Por Marcelo Dutra da Silva
Professor da Universidade Federal do Rio Grande (Furg)
O Brasil é tão grande e a população, tão numerosa e variada que a simples circulação de um vírus, com capacidade de infectar humanos, é capaz de encontrar obstáculos naturais suficientes para desencadear múltiplas mutações. E quanto mais o vírus circula e se multiplica maiores são as chances de gerar variantes virais mais adaptadas, resistentes, com amplo espectro no contágio e muito mais letais. A cada nova geração, pequenas mudanças aleatórias surgem, em resposta às variações e adversidades do meio, onde são selecionadas aquelas características que conferem maior adaptação ao vírus, que ganha uma nova estrutura viral.
Portanto, quanto mais resistimos às medidas sanitárias e de distanciamento social, na tentativa de barrar a circulação do vírus, quanto mais insistimos em aglomerar em festas, bares e espaços públicos, quanto mais demoramos para vacinar as pessoas, quanto mais o vírus circula em uma população gigante e minimamente vacinada, maior será o risco de surgirem cepas virais potentes e perigosas, que podem não ser barradas pelos imunizantes. E nós estamos fazendo isso. O Brasil se transformou em um ecossistema de replicações virais mutantes, no melhor estilo da seleção natural.
Certamente o risco poderia ser menor se as infecções estivessem sob controle, mas não estão. Novas variantes do vírus se espalharam rapidamente pelo país, com maior chance de infectar pessoas, incluindo as que já foram vacinadas. A mutação E484K de SARS-CoV-2, identificada na variante de Manaus (P.1), indicou maior eficiência na ligação do vírus com as células e maior potência de infecção dos indivíduos contaminados. Essa transformação já foi identificada em três linhagens, que se encontram distribuídas em, pelo menos, quatro regiões brasileiras.
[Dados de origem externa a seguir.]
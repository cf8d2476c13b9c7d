//! Console and page error capture.
//!
//! Backends push into a [`Diagnostics`] from their event listeners; the
//! scenario reads it when a scenario fails. Clones share one buffer.

use parking_lot::Mutex;
use std::sync::Arc;

/// Prefix for uncaught page errors, distinguishing them from console errors.
pub const PAGE_ERROR_PREFIX: &str = "Page error: ";

#[derive(Debug, Clone, Default)]
pub struct Diagnostics {
    messages: Arc<Mutex<Vec<String>>>,
}

impl Diagnostics {
    pub fn new() -> Self {
        Self::default()
    }

    /// Records a `console.error` message verbatim.
    pub fn record_console_error(&self, text: impl Into<String>) {
        self.messages.lock().push(text.into());
    }

    /// Records an uncaught exception from the page.
    pub fn record_page_error(&self, text: impl AsRef<str>) {
        self.messages
            .lock()
            .push(format!("{PAGE_ERROR_PREFIX}{}", text.as_ref()));
    }

    /// Snapshot in arrival order.
    pub fn messages(&self) -> Vec<String> {
        self.messages.lock().clone()
    }

    pub fn clear(&self) {
        self.messages.lock().clear();
    }

    pub fn len(&self) -> usize {
        self.messages.lock().len()
    }

    pub fn is_empty(&self) -> bool {
        self.messages.lock().is_empty()
    }
}

#[cfg(test)]
mod tests {
    use super::*;

    #[test]
    fn clones_share_one_buffer() {
        let diagnostics = Diagnostics::new();
        let listener = diagnostics.clone();

        listener.record_console_error("Failed to load resource");
        listener.record_page_error("x is not defined");

        assert_eq!(
            diagnostics.messages(),
            vec![
                "Failed to load resource".to_string(),
                "Page error: x is not defined".to_string()
            ]
        );

        diagnostics.clear();
        assert!(listener.is_empty());
    }
}
#[cfg(test)]
mod tests {
    use super::*;
    use storefront_core::Viewport;

    fn options() -> ContextOptions {
        ContextOptions {
            viewport: Viewport {
                width: 1280,
                height: 720,
            },
            accept_downloads: true,
            record_video_dir: None,
        }
    }

    #[tokio::test]
    async fn pages_start_from_the_site_and_log_actions() {
        let site = MemorySite::new()
            .title("Your Store")
            .element("#input-email", MemoryElement::input(""))
            .element("#submit", MemoryElement::text("Login"))
            .elements(".product-layout", [MemoryElement::text("iPhone"), MemoryElement::text("iPod")])
            .navigate_on_click("#submit", "https://shop/?route=account/account");
        let browser = MemoryBrowser::with_site(site);

        let context = browser.new_context(&options()).await.unwrap();
        let page = context.new_page().await.unwrap();

        page.goto("https://shop/").await.unwrap();
        assert_eq!(page.title().await.unwrap(), "Your Store");
        assert_eq!(page.count(".product-layout").await.unwrap(), 2);
        assert_eq!(page.texts(".product-layout").await.unwrap(), vec!["iPhone", "iPod"]);

        page.fill("#input-email", 0, "a@b.c").await.unwrap();
        assert_eq!(page.value("#input-email", 0).await.unwrap(), "a@b.c");

        page.click("#submit", 0).await.unwrap();
        assert!(page.url().await.unwrap().contains("account/account"));

        let memory_page = browser.last_page().unwrap();
        assert_eq!(
            memory_page.actions(),
            vec![
                "goto https://shop/",
                "fill #input-email[0]=a@b.c",
                "click #submit[0]",
                "goto https://shop/?route=account/account",
            ]
        );
    }

    #[tokio::test]
    async fn missing_elements_and_options_are_reported() {
        let page = MemoryPage::new();
        page.set_elements("#input-sort", vec![MemoryElement::select(&["Default", "Price (Low > High)"])]);

        let err = page.click(".product-layout", 3).await.unwrap_err();
        assert!(matches!(err, BrowserError::ElementIndex { index: 3, len: 0, .. }));

        page.select_option("#input-sort", "Price (Low > High)").await.unwrap();
        let err = page.select_option("#input-sort", "Rating").await.unwrap_err();
        assert!(matches!(err, BrowserError::OptionNotFound { .. }));
    }

    #[tokio::test]
    async fn contexts_are_counted_and_close_their_pages() {
        let browser = MemoryBrowser::new();
        let context = browser.new_context(&options()).await.unwrap();
        let page = context.new_page().await.unwrap();
        assert_eq!(browser.open_contexts(), 1);

        context.close().await.unwrap();
        context.close().await.unwrap();
        assert_eq!(browser.contexts_closed(), 1);
        assert!(page.is_closed());
        assert!(matches!(page.goto("x").await, Err(BrowserError::AlreadyClosed)));
    }

    #[tokio::test]
    async fn failure_switches_apply() {
        let browser = MemoryBrowser::new();
        browser.fail_screenshots(true);
        browser.fail_context_close(true);

        let context = browser.new_context(&options()).await.unwrap();
        let page = context.new_page().await.unwrap();
        assert!(page.screenshot(true).await.is_err());
        assert!(context.close().await.is_err());
        assert_eq!(browser.open_contexts(), 1);
    }
}
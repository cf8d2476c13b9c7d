//! # Scenario Context
//!
//! One [`ScenarioContext`] exists per scenario. It is UNINITIALIZED until
//! [`ScenarioContext::set_up`] opens an isolated browser context and page on
//! the run's shared browser, ACTIVE until [`ScenarioContext::tear_down`]
//! closes them again, and never reused afterwards. Page objects, scenario
//! data and actions are only reachable while it is ACTIVE.

use crate::action::Action;
use crate::handlers;
use crate::run_state::RunState;
use browser_driver::{BrowserContext, ContextOptions, Page};
use cucumber::World;
use page_objects::{PageFactory, WebActions};
use std::sync::Arc;
use storefront_core::{Result, ScenarioData, StorefrontError};
use tracing::{debug, info, instrument, warn};
use uuid::Uuid;

/// Metadata of the scenario a context belongs to.
#[derive(Debug, Clone, Default, PartialEq, Eq)]
pub struct ScenarioInfo {
    pub feature: String,
    pub name: String,
    pub tags: Vec<String>,
    /// `path:line` of the scenario in its feature file.
    pub location: Option<String>,
    pub attempt: usize,
    /// Id of the scenario's record in the run's report.
    pub record: Option<Uuid>,
}

impl ScenarioInfo {
    pub fn new(feature: impl Into<String>, name: impl Into<String>) -> Self {
        Self {
            feature: feature.into(),
            name: name.into(),
            attempt: 1,
            ..Default::default()
        }
    }

    /// Identifies the scenario across retries.
    pub fn key(&self) -> String {
        self.location
            .clone()
            .unwrap_or_else(|| format!("{}/{}", self.feature, self.name))
    }
}

struct BrowserSession {
    context: Box<dyn BrowserContext>,
    page: Arc<dyn Page>,
    pages: PageFactory,
}

struct Session {
    run: Arc<RunState>,
    info: ScenarioInfo,
    /// Absent in a dry run.
    browser: Option<BrowserSession>,
}

#[derive(World)]
#[world(init = Self::new)]
pub struct ScenarioContext {
    session: Option<Session>,
    data: ScenarioData,
    last_error: Option<String>,
}

impl std::fmt::Debug for ScenarioContext {
    fn fmt(&self, f: &mut std::fmt::Formatter<'_>) -> std::fmt::Result {
        let mut debug = f.debug_struct("ScenarioContext");
        match &self.session {
            Some(session) => debug
                .field("scenario", &session.info.name)
                .field("attempt", &session.info.attempt)
                .field(
                    "context",
                    &session.browser.as_ref().map(|browser| browser.context.id()),
                ),
            None => debug.field("scenario", &None::<String>),
        };
        debug
            .field("data", &self.data)
            .field("last_error", &self.last_error)
            .finish()
    }
}

impl Default for ScenarioContext {
    fn default() -> Self {
        Self::new()
    }
}

impl ScenarioContext {
    pub fn new() -> Self {
        Self {
            session: None,
            data: ScenarioData::default(),
            last_error: None,
        }
    }

    pub fn is_active(&self) -> bool {
        self.session.is_some()
    }

    /// Opens a fresh context and page on the run's shared browser.
    ///
    /// Fails with `Misuse` when the context is already ACTIVE.
    #[instrument(skip_all, fields(scenario = %info.name, attempt = info.attempt))]
    pub async fn set_up(&mut self, run: Arc<RunState>, info: ScenarioInfo) -> Result<()> {
        if let Some(session) = &self.session {
            return Err(StorefrontError::misuse(format!(
                "set up '{}' while '{}' is still active",
                info.name, session.info.name
            )));
        }

        self.data.clear();
        self.last_error = None;

        let browser = if run.is_dry_run() {
            debug!("Dry run, no browser context opened");
            None
        } else {
            Some(open_browser_session(&run).await?)
        };
        if let Some(browser) = &browser {
            info!("Opened browser context {}", browser.context.id());
        }

        self.session = Some(Session { run, info, browser });
        Ok(())
    }

    /// Closes the scenario's browser context; a no-op when never set up.
    ///
    /// The context is UNINITIALIZED afterwards even when closing fails; the
    /// failure is reported as `ResourceRelease`.
    #[instrument(skip_all)]
    pub async fn tear_down(&mut self) -> Result<()> {
        let Some(session) = self.session.take() else {
            debug!("Tear down without set up");
            return Ok(());
        };
        self.data.clear();

        let Some(browser) = session.browser else {
            return Ok(());
        };
        let id = browser.context.id().to_string();
        drop(browser.pages);
        browser
            .context
            .close()
            .await
            .map_err(|err| StorefrontError::ResourceRelease {
                reason: format!(
                    "browser context {id} of '{}' did not close: {err}",
                    session.info.name
                ),
            })?;
        debug!("Closed browser context {}", id);
        Ok(())
    }

    /// The memoizing page object factory of the current scenario.
    pub fn pages(&self) -> Result<&PageFactory> {
        let session = self.session()?;
        session
            .browser
            .as_ref()
            .map(|browser| &browser.pages)
            .ok_or_else(|| StorefrontError::misuse("page objects requested during a dry run"))
    }

    pub fn page(&self) -> Option<Arc<dyn Page>> {
        self.session
            .as_ref()
            .and_then(|session| session.browser.as_ref())
            .map(|browser| browser.page.clone())
    }

    pub fn data(&self) -> Result<&ScenarioData> {
        self.session()?;
        Ok(&self.data)
    }

    pub fn data_mut(&mut self) -> Result<&mut ScenarioData> {
        self.session()?;
        Ok(&mut self.data)
    }

    pub fn info(&self) -> Option<&ScenarioInfo> {
        self.session.as_ref().map(|session| &session.info)
    }

    pub fn run(&self) -> Option<&Arc<RunState>> {
        self.session.as_ref().map(|session| &session.run)
    }

    /// The error of the last failed action, kept until the next set up.
    pub fn last_error(&self) -> Option<&str> {
        self.last_error.as_deref()
    }

    /// Console and page errors captured since set up.
    pub async fn diagnostics(&self) -> Vec<String> {
        let Some(page) = self.page() else {
            return Vec::new();
        };
        if let Err(err) = page.collect_diagnostics().await {
            warn!("Could not collect console errors: {}", err);
        }
        page.diagnostics().messages()
    }

    /// Runs one action against the scenario's pages.
    pub async fn perform(&mut self, action: Action) -> Result<()> {
        let Some(session) = self.session.as_ref() else {
            return Err(StorefrontError::misuse(format!(
                "{} performed outside of a scenario",
                action.name()
            )));
        };
        let Some(browser) = &session.browser else {
            debug!("Dry run, skipped {}", action.name());
            return Ok(());
        };

        debug!("Performing {}", action.name());
        let result =
            handlers::execute(&browser.pages, session.run.config(), &mut self.data, action).await;
        if let Err(err) = &result {
            self.last_error = Some(err.to_string());
        }
        result
    }

    fn session(&self) -> Result<&Session> {
        self.session
            .as_ref()
            .ok_or_else(|| StorefrontError::misuse("scenario context used outside of set up and tear down"))
    }
}

async fn open_browser_session(run: &RunState) -> Result<BrowserSession> {
    let browser = run.browser()?;
    let context = browser
        .new_context(&ContextOptions::from_config(run.config()))
        .await?;
    let page = match context.new_page().await {
        Ok(page) => page,
        Err(err) => {
            if let Err(close_err) = context.close().await {
                warn!("Could not close context {} after a failed page: {}", context.id(), close_err);
            }
            return Err(err.into());
        }
    };
    page.diagnostics().clear();
    let pages = PageFactory::new(WebActions::new(page.clone(), run.config()));
    Ok(BrowserSession {
        context,
        page,
        pages,
    })
}

#[cfg(test)]
mod tests {
    use super::*;
    use crate::action::Action;
    use browser_driver::memory::{MemoryBrowser, MemorySite};
    use browser_driver::Browser;
    use storefront_core::Config;

    fn config() -> Config {
        let mut config = Config::default();
        config.base_url = "https://shop.test/".to_string();
        config
    }

    fn run_on(browser: &MemoryBrowser) -> Arc<RunState> {
        Arc::new(RunState::new(config(), Some(Arc::new(browser.clone())), false))
    }

    fn info(name: &str) -> ScenarioInfo {
        ScenarioInfo::new("Shopping Cart", name)
    }

    #[tokio::test]
    async fn one_context_per_scenario_cycle() {
        let browser = MemoryBrowser::with_site(MemorySite::new().title("Your Store"));
        let run = run_on(&browser);
        let mut context = ScenarioContext::new();
        assert!(!context.is_active());

        context.set_up(run.clone(), info("Add to cart")).await.unwrap();
        assert!(context.is_active());
        assert_eq!(browser.open_contexts(), 1);
        assert!(context.page().is_some());

        context.tear_down().await.unwrap();
        assert!(!context.is_active());
        assert_eq!(browser.contexts_closed(), 1);
        assert!(context.page().is_none());
        assert!(browser.last_page().unwrap().is_closed());
    }

    #[tokio::test]
    async fn set_up_twice_is_misuse() {
        let browser = MemoryBrowser::new();
        let run = run_on(&browser);
        let mut context = ScenarioContext::new();
        context.set_up(run.clone(), info("first")).await.unwrap();

        let err = context.set_up(run, info("second")).await.unwrap_err();
        assert!(err.is_misuse());
        assert_eq!(context.info().unwrap().name, "first");
        assert_eq!(browser.contexts_opened(), 1);
    }

    #[tokio::test]
    async fn tear_down_without_set_up_is_a_no_op() {
        let mut context = ScenarioContext::new();
        context.tear_down().await.unwrap();
        context.tear_down().await.unwrap();
    }

    #[tokio::test]
    async fn data_starts_empty_and_is_unreachable_outside_the_window() {
        let browser = MemoryBrowser::new();
        let run = run_on(&browser);
        let mut context = ScenarioContext::new();
        assert!(context.data().unwrap_err().is_misuse());

        context.set_up(run.clone(), info("one")).await.unwrap();
        assert!(context.data().unwrap().is_empty());
        context.data_mut().unwrap().last_search_term = Some("iphone".into());
        context.tear_down().await.unwrap();
        assert!(context.data_mut().unwrap_err().is_misuse());

        context.set_up(run, info("two")).await.unwrap();
        assert!(context.data().unwrap().is_empty());
    }

    #[tokio::test]
    async fn factory_is_memoized_per_scenario_only() {
        let browser = MemoryBrowser::new();
        let run = run_on(&browser);

        let mut first = ScenarioContext::new();
        first.set_up(run.clone(), info("first")).await.unwrap();
        let home = first.pages().unwrap().home().unwrap();
        assert!(Arc::ptr_eq(&home, &first.pages().unwrap().home().unwrap()));

        let mut second = ScenarioContext::new();
        second.set_up(run, info("second")).await.unwrap();
        let other = second.pages().unwrap().home().unwrap();
        assert!(!Arc::ptr_eq(&home, &other));

        first.tear_down().await.unwrap();
        assert!(first.pages().unwrap_err().is_misuse());
        second.tear_down().await.unwrap();
    }

    #[tokio::test]
    async fn failed_close_is_a_resource_release_error() {
        let browser = MemoryBrowser::new();
        let run = run_on(&browser);
        let mut context = ScenarioContext::new();
        context.set_up(run, info("leaky")).await.unwrap();

        browser.fail_context_close(true);
        let err = context.tear_down().await.unwrap_err();
        assert!(matches!(err, StorefrontError::ResourceRelease { .. }));
        assert!(err.to_string().contains("leaky"));
        assert!(!context.is_active());
    }

    #[tokio::test]
    async fn closed_browser_cannot_host_new_scenarios() {
        let browser = MemoryBrowser::new();
        let run = run_on(&browser);
        browser.close().await.unwrap();

        let mut context = ScenarioContext::new();
        let err = context.set_up(run, info("late")).await.unwrap_err();
        assert!(err.is_misuse());
        assert!(!context.is_active());
    }

    #[tokio::test]
    async fn actions_only_run_inside_the_window() {
        let mut context = ScenarioContext::new();
        let err = context.perform(Action::OpenHomepage).await.unwrap_err();
        assert!(err.is_misuse());

        let browser = MemoryBrowser::with_site(MemorySite::new().title("Your Store"));
        context.set_up(run_on(&browser), info("home")).await.unwrap();
        context.perform(Action::OpenHomepage).await.unwrap();
        assert_eq!(
            browser.last_page().unwrap().actions(),
            vec!["goto https://shop.test/".to_string()]
        );
    }

    #[tokio::test]
    async fn failed_actions_are_remembered_until_the_next_set_up() {
        let browser = MemoryBrowser::with_site(MemorySite::new().title("Maintenance"));
        let run = run_on(&browser);
        let mut context = ScenarioContext::new();
        context.set_up(run.clone(), info("down")).await.unwrap();

        assert!(context.perform(Action::OpenHomepage).await.is_err());
        context.tear_down().await.unwrap();
        assert!(context.last_error().unwrap().contains("Your Store"));

        context.set_up(run, info("again")).await.unwrap();
        assert!(context.last_error().is_none());
    }

    #[tokio::test]
    async fn dry_runs_bind_without_a_browser() {
        let mut context = ScenarioContext::new();
        let run = Arc::new(RunState::dry(config()));
        context.set_up(run, info("dry")).await.unwrap();

        assert!(context.page().is_none());
        assert!(context.pages().unwrap_err().is_misuse());
        context.perform(Action::OpenHomepage).await.unwrap();
        assert!(context.diagnostics().await.is_empty());
        context.tear_down().await.unwrap();
    }
}
use anyhow::Context;
use clap::{Parser, Subcommand};
use scenario_report::{render_text, RunDocument, RESULTS_FILE};
use scenario_world::{Profile, RunOptions, FEATURES_DIR};
use std::path::PathBuf;
use std::process::ExitCode;
use storefront_core::{artifacts, Config};
use tracing::info;
use tracing_subscriber::EnvFilter;

#[derive(Parser)]
#[command(name = "storefront")]
#[command(about = "Storefront CLI - OpenCart end-to-end suite")]
#[command(version = storefront_core::VERSION)]
struct Cli {
    #[command(subcommand)]
    command: Commands,
}

#[derive(Subcommand)]
enum Commands {
    /// Run the feature files
    Run {
        /// default, headed, dryrun or rerun
        #[arg(long, default_value = "default")]
        profile: Profile,
        #[arg(long, default_value = FEATURES_DIR)]
        features: PathBuf,
        /// Only run scenarios carrying one of these tags
        #[arg(long, value_delimiter = ',')]
        tags: Vec<String>,
    },
    /// Create the report directories
    Prepare,
    /// Summarize a result document
    Report {
        /// Defaults to the document in the reports directory
        #[arg(long)]
        input: Option<PathBuf>,
    },
    /// Print the resolved configuration
    Config,
}

#[tokio::main]
async fn main() -> anyhow::Result<ExitCode> {
    tracing_subscriber::fmt()
        .with_env_filter(EnvFilter::try_from_default_env().unwrap_or_else(|_| EnvFilter::new("info")))
        .init();
    info!("Starting {}", storefront_core::BUILD_INFO);

    let cli = Cli::parse();
    let config = Config::from_env().context("reading configuration")?;

    match cli.command {
        Commands::Run {
            profile,
            features,
            tags,
        } => handle_run(config, profile, features, tags).await,
        Commands::Prepare => handle_prepare(&config),
        Commands::Report { input } => handle_report(&config, input),
        Commands::Config => handle_config(config),
    }
}

async fn handle_run(
    config: Config,
    profile: Profile,
    features: PathBuf,
    tags: Vec<String>,
) -> anyhow::Result<ExitCode> {
    info!("Running {} with the {} profile", features.display(), profile);
    let options = RunOptions {
        profile,
        features,
        tags,
    };
    let document = scenario_world::run(config, options)
        .await
        .context("running the suite")?;
    println!("{}", render_text(&document.summary, &document.outcomes()));
    Ok(exit_code(&document))
}

fn handle_prepare(config: &Config) -> anyhow::Result<ExitCode> {
    for dir in artifacts::prepare_directories(config).context("creating report directories")? {
        println!("{}", dir.display());
    }
    Ok(ExitCode::SUCCESS)
}

fn handle_report(config: &Config, input: Option<PathBuf>) -> anyhow::Result<ExitCode> {
    let path = input.unwrap_or_else(|| config.reports_dir.join(RESULTS_FILE));
    let document =
        RunDocument::load(&path).with_context(|| format!("loading {}", path.display()))?;
    println!(
        "{} {} ({} to {})",
        document.suite,
        document.version,
        document.started_at.to_rfc3339(),
        document.finished_at.to_rfc3339()
    );
    println!("{}", render_text(&document.summary, &document.outcomes()));
    Ok(exit_code(&document))
}

fn handle_config(mut config: Config) -> anyhow::Result<ExitCode> {
    config.credentials.password = "********".to_string();
    println!("{}", serde_json::to_string_pretty(&config)?);
    Ok(ExitCode::SUCCESS)
}

fn exit_code(document: &RunDocument) -> ExitCode {
    if document.summary.is_success() {
        ExitCode::SUCCESS
    } else {
        ExitCode::FAILURE
    }
}

#[cfg(test)]
mod tests {
    use super::*;
    use scenario_report::{ReportRecorder, ScenarioStatus};

    #[test]
    fn run_defaults_to_the_default_profile() {
        let cli = Cli::try_parse_from(["storefront", "run"]).unwrap();
        match cli.command {
            Commands::Run {
                profile,
                features,
                tags,
            } => {
                assert_eq!(profile, Profile::Default);
                assert_eq!(features, PathBuf::from(FEATURES_DIR));
                assert!(tags.is_empty());
            }
            _ => panic!("expected run"),
        }
    }

    #[test]
    fn run_accepts_profile_and_tag_list() {
        let cli = Cli::try_parse_from([
            "storefront",
            "run",
            "--profile",
            "rerun",
            "--tags",
            "smoke,@cart",
        ])
        .unwrap();
        match cli.command {
            Commands::Run { profile, tags, .. } => {
                assert_eq!(profile, Profile::Rerun);
                assert_eq!(tags, vec!["smoke".to_string(), "@cart".to_string()]);
            }
            _ => panic!("expected run"),
        }
        assert!(Cli::try_parse_from(["storefront", "run", "--profile", "nightly"]).is_err());
    }

    #[test]
    fn report_exit_code_follows_failures() {
        let dir = tempfile::tempdir().unwrap();
        let recorder = ReportRecorder::new();
        let id = recorder.start("Checkout", "Guest checkout", Vec::new(), None, 1);
        recorder.finish(id, ScenarioStatus::Failed, None).unwrap();
        let path = dir.path().join(RESULTS_FILE);
        RunDocument::from_recorder(&recorder).write(&path).unwrap();

        let code = handle_report(&Config::default(), Some(path)).unwrap();
        assert_eq!(code, ExitCode::FAILURE);
    }
}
As linhagens B.1.1.7, B.1.351, e P.1 vêm sendo fortemente estudadas devido ao seu impacto na transmissibilidade e patogenicidade. A variante P.1, por exemplo, é a linhagem dominante no Brasil. Ela possui três mutações importantes (E484K, N501Y e K417T/K417N), que basicamente representam alterações genéticas no ponto de ligação da proteína Spike, conferindo ao vírus maior poder de encaixe nas células, aumentando o contágio. Esta é a variante que tem despertado maior preocupação entre os cientistas e médicos que atuam na linha de frente.
Recentemente, no Rio Grande do Sul, foram identificadas circulando 19 linhagens do coronavírus. E mais uma vez a variante P.1 está presente entre as dominantes. Variações mutantes do vírus já eram esperadas, e desde o princípio circulavam, por aqui, cerca de sete linhagens. No início isso era um indicativo de importação do vírus – da América, da Europa e da Ásia. Mas hoje a variabilidade é tamanha que nossa falta de controle na disseminação sugere que estamos reproduzindo novas formas virais.
Apesar do número de variantes, poucas oferecem um grau elevado de contágio. Na análise regional (no Estado), as variantes P.1 e P.2 são apontadas como as cepas contagiosas que mais preocupam os especialistas. A cepa P.2, identificada originalmente no Rio de Janeiro, carrega a mutação E484K e tornou-se uma das versões mais frequentes no Rio Grande do Sul. Ela circula desde novembro do ano passado, enquanto a variante P.1, desde janeiro deste ano, podendo estar associada à nova explosão de casos. Esse triste cenário tenta nos passar uma mensagem: precisamos mudar o nosso comportamento.
Nosso descuido com a vida vem ultrapassando limites sem precedentes na história. Arrisco dizer que a pandemia do novo coronavírus já é algum tipo de resposta, que se agrava diante do nosso comportamento ruim, que não se limita ao negacionismo e à oposição às medidas sanitárias. Estamos num frenético processo de destruição da natureza. Avançamos sobre o desconhecido derrubando florestas, que queimam sem parar, derretendo geleiras, num clima que nos ameaça com mudanças, fazendo contato com vírus e outros patógenos que podem insurgir na forma de novas doenças. É bom reavaliarmos nossas ações antes que seja tarde.